I apologize. Let me back track. Korean “spas” are not what you picture when you think of spas in the United States. Spas in the States are temporary escapes where you slip on a robe, lie down on a table for about an hour, and awkwardly squirm when you turn over so the masseuse doesn’t see your butt. Afterward you might get a nice facial or your nails done, but nothing crazy. It’s a few hours of restful bliss before you leave and return to the less glamorous outside world. For most, it’s something you’ll do once a year if you’re lucky, if you ever even go at all. For Koreans though, the spa isn’t so much a brief escape from life as it is an essential part of it.

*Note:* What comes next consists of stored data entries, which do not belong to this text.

//! Camera-related types and components
//!
//! This module contains the main camera marker and the trailing-camera
//! constants.

use bevy::prelude::*;

/// Marker component for the main 3D camera
#[derive(Component)]
pub struct MainCamera;

/// Where the camera wants to sit relative to the die.
pub const CAMERA_OFFSET: Vec3 = Vec3::new(0.0, 5.0, 5.0);

/// Per-frame exponential smoothing factor toward the target position.
/// Applied once per frame, so the trailing speed depends on the frame rate.
pub const CAMERA_FOLLOW_BLEND: f32 = 0.05;

pub const CAMERA_FOV_DEGREES: f32 = 75.0;
pub const CAMERA_NEAR: f32 = 0.1;
pub const CAMERA_FAR: f32 = 1000.0;
//! Die-related types and components
//!
//! This module contains the die marker, the fixed face table, the roll
//! state, the result history and the messages exchanged between the input,
//! controller and presentation systems.

use std::collections::VecDeque;

use bevy::prelude::*;

/// The die is a unit cube.
pub const DIE_HALF_EXTENT: f32 = 0.5;

pub const DIE_MASS: f32 = 1.0;

/// Angular speed keeps 20% of itself per second of free spin.
///
/// Rapier scales velocity by `1 / (1 + dt * c)` every step, which over one
/// second tends to `exp(-c)`, so the coefficient is `-ln(0.2)`.
pub const DIE_ANGULAR_DAMPING: f32 = 1.609_438;

/// Linear speed keeps 99% of itself per second: `-ln(0.99)`.
pub const DIE_LINEAR_DAMPING: f32 = 0.010_050_34;

/// Every throw starts from here, above the floor.
pub const SPAWN_POINT: Vec3 = Vec3::new(0.0, 2.0, 0.0);

/// Both linear and angular speed must be below this in the same frame
/// for the die to count as settled.
pub const SETTLE_THRESHOLD: f32 = 0.1;

/// Outward face normals in the die's local frame and the value printed on
/// that face. Opposite faces sum to 7.
///
/// Table order is the tie-break order of the face resolver.
pub const D6_FACE_NORMALS: [(Vec3, u32); 6] = [
    (Vec3::Z, 1),
    (Vec3::NEG_Z, 6),
    (Vec3::Y, 2),
    (Vec3::NEG_Y, 5),
    (Vec3::X, 3),
    (Vec3::NEG_X, 4),
];

/// Marker for the single die rigid body.
#[derive(Component)]
pub struct Die;

/// Textured quad glued to one face of the die.
#[derive(Component)]
pub struct DieFaceLabel {
    pub value: u32,
}

/// Whether a throw is in flight.
#[derive(Clone, Copy, Debug, Default, PartialEq, Eq)]
pub enum RollState {
    #[default]
    Idle,
    Rolling,
}

/// Settled results, most recent first. Entries are only ever prepended.
#[derive(Resource, Default, Debug)]
pub struct RollHistory {
    entries: VecDeque<u32>,
}

impl RollHistory {
    pub fn record(&mut self, value: u32) {
        self.entries.push_front(value);
    }

    pub fn last(&self) -> Option<u32> {
        self.entries.front().copied()
    }

    pub fn entries(&self) -> impl Iterator<Item = u32> + '_ {
        self.entries.iter().copied()
    }

    pub fn len(&self) -> usize {
        self.entries.len()
    }

    pub fn is_empty(&self) -> bool {
        self.entries.is_empty()
    }

    /// Text for the read-only "Last Roll" display.
    pub fn last_label(&self) -> String {
        match self.last() {
            Some(value) => value.to_string(),
            None => String::from("N/A"),
        }
    }
}

/// The status line shown over the scene.
#[derive(Resource, Clone, Copy, Debug, Default, PartialEq, Eq)]
pub enum StatusMessage {
    #[default]
    TapToRoll,
    Rolling,
    TapToRollAgain,
}

impl StatusMessage {
    pub fn text(&self) -> &'static str {
        match self {
            StatusMessage::TapToRoll => "Tap to roll",
            StatusMessage::Rolling => "Rolling...",
            StatusMessage::TapToRollAgain => "Tap to roll again",
        }
    }
}

/// Asks the controller to throw the die. Ignored while a roll is in flight.
#[derive(Message, Clone, Copy, Debug, Default)]
pub struct RollRequested;

/// Fired once per throw, when the die has settled and its top face is known.
#[derive(Message, Clone, Copy, Debug)]
pub struct RollCompleted {
    pub value: u32,
}

#[cfg(test)]
mod tests {
    use super::*;

    #[test]
    fn test_face_table_opposites_sum_to_seven() {
        for (normal, value) in D6_FACE_NORMALS {
            let opposite = D6_FACE_NORMALS
                .iter()
                .find(|(n, _)| *n == -normal)
                .map(|(_, v)| *v);
            assert_eq!(opposite, Some(7 - value), "face {value} has no opposite");
        }
    }

    /// Speed left after one second of fixed steps under Rapier's damping.
    fn retained_after_one_second(coefficient: f32) -> f32 {
        use crate::dice3d::session::FIXED_DT;
        let steps = (1.0 / FIXED_DT).round() as i32;
        (1.0 / (1.0 + FIXED_DT * coefficient)).powi(steps)
    }

    #[test]
    fn test_damping_matches_per_second_decay() {
        assert!((retained_after_one_second(DIE_ANGULAR_DAMPING) - 0.2).abs() < 0.01);
        assert!((retained_after_one_second(DIE_LINEAR_DAMPING) - 0.99).abs() < 0.001);
    }

    #[test]
    fn test_face_table_covers_one_to_six() {
        let mut values: Vec<u32> = D6_FACE_NORMALS.iter().map(|(_, v)| *v).collect();
        values.sort();
        assert_eq!(values, vec![1, 2, 3, 4, 5, 6]);
    }

    #[test]
    fn test_history_prepends() {
        let mut history = RollHistory::default();
        assert!(history.is_empty());
        assert_eq!(history.last_label(), "N/A");

        history.record(4);
        history.record(2);
        history.record(6);

        assert_eq!(history.len(), 3);
        assert_eq!(history.last(), Some(6));
        assert_eq!(history.entries().collect::<Vec<_>>(), vec![6, 2, 4]);
        assert_eq!(history.last_label(), "6");
    }

    #[test]
    fn test_roll_state_default() {
        assert_eq!(RollState::default(), RollState::Idle);
        assert_eq!(StatusMessage::default().text(), "Tap to roll");
    }
}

You can still use Jacuzzis and get massages, facials, etc, at Korean spas, but you can also eat, play, nap, or even spend the night there, as they are open 24/7. They are huge facilities with many rooms and gathering halls in addition to the “spa” itself. Last weekend I went to my first Jimjilbbang, called Garden 5, because my friends and I wanted to spend the night in Seoul. It was located inside an absolutely enormous building complex that also housed a wedding hall (for Koreans there is no such thing as a “destination wedding”, only wedding halls). We arrived around 11 pm. Once inside I handed the receptionist 8,000 won (less than $8), took off my shoes, and headed upstairs.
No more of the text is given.